## Work to be completed
Below are some entries. Count the lines where "when" appears and state only that number.

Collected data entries
"""

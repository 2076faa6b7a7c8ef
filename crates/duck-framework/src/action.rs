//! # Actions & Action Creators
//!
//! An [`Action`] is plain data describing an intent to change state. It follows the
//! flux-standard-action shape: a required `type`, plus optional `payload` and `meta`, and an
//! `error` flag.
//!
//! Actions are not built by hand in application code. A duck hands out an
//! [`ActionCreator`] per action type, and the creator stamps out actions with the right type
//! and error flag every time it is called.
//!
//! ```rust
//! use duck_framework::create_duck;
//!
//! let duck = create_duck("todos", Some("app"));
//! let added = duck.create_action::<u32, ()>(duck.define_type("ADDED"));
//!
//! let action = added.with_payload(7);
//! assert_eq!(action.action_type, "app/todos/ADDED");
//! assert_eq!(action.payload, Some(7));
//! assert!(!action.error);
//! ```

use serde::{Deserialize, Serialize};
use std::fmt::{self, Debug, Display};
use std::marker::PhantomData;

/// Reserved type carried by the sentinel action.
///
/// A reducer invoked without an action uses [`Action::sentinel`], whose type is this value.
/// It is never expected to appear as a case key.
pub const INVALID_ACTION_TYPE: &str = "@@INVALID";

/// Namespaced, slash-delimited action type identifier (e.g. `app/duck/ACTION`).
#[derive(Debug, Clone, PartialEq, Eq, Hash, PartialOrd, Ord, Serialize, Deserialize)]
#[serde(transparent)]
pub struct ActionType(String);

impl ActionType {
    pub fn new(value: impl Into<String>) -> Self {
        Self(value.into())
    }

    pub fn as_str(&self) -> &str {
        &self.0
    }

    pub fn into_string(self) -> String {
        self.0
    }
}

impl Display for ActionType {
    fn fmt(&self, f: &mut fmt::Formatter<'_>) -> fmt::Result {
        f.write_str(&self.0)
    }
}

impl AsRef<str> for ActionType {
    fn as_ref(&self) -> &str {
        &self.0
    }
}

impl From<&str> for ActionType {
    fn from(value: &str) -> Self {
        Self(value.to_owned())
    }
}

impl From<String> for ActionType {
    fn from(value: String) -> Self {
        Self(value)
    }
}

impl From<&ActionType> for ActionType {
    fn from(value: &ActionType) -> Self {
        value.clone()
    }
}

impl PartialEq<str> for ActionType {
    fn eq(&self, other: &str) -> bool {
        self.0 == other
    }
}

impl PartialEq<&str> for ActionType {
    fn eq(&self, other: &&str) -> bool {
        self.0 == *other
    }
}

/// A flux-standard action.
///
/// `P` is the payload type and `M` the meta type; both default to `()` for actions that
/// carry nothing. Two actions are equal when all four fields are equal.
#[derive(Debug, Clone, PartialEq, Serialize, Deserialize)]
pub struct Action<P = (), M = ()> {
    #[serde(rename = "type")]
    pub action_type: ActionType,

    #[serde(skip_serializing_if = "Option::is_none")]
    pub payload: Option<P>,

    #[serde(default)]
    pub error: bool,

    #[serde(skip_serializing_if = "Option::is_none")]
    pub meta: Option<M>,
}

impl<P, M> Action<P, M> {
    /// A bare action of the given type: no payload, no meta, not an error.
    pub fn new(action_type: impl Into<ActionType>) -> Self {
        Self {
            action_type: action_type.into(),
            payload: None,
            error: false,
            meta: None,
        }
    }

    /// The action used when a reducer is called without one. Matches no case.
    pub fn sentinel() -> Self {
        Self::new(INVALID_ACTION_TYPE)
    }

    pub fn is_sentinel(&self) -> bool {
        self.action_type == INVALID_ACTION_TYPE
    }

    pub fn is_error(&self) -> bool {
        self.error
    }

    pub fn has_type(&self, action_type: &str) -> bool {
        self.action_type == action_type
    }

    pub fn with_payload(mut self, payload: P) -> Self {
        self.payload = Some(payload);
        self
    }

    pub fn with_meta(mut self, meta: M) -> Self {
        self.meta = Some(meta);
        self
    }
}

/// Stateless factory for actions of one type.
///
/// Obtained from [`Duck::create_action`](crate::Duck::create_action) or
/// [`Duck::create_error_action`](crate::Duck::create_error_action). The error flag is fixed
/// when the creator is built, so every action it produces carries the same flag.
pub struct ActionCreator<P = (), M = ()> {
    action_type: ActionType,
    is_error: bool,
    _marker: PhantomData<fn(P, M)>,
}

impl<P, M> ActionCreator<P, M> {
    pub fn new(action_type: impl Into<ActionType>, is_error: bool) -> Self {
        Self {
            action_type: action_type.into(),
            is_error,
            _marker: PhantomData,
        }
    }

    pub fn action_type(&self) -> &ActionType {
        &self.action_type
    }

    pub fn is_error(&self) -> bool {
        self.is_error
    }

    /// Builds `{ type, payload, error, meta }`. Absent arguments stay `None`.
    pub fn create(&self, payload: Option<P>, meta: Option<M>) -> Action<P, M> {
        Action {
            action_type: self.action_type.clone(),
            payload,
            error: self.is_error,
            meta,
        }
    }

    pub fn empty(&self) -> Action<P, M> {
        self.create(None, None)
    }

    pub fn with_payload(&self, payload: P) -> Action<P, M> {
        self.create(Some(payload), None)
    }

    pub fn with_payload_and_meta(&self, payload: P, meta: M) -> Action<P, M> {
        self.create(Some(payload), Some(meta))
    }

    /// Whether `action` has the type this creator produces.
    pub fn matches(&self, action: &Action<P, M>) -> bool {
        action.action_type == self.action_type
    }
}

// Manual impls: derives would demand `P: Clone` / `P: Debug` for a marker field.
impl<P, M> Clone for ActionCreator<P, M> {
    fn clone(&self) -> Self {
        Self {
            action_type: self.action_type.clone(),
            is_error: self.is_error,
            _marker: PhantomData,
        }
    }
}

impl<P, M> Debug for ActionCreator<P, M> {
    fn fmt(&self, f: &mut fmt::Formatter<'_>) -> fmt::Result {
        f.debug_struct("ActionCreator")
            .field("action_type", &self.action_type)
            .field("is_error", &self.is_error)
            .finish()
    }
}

"""

## Exercise answer
3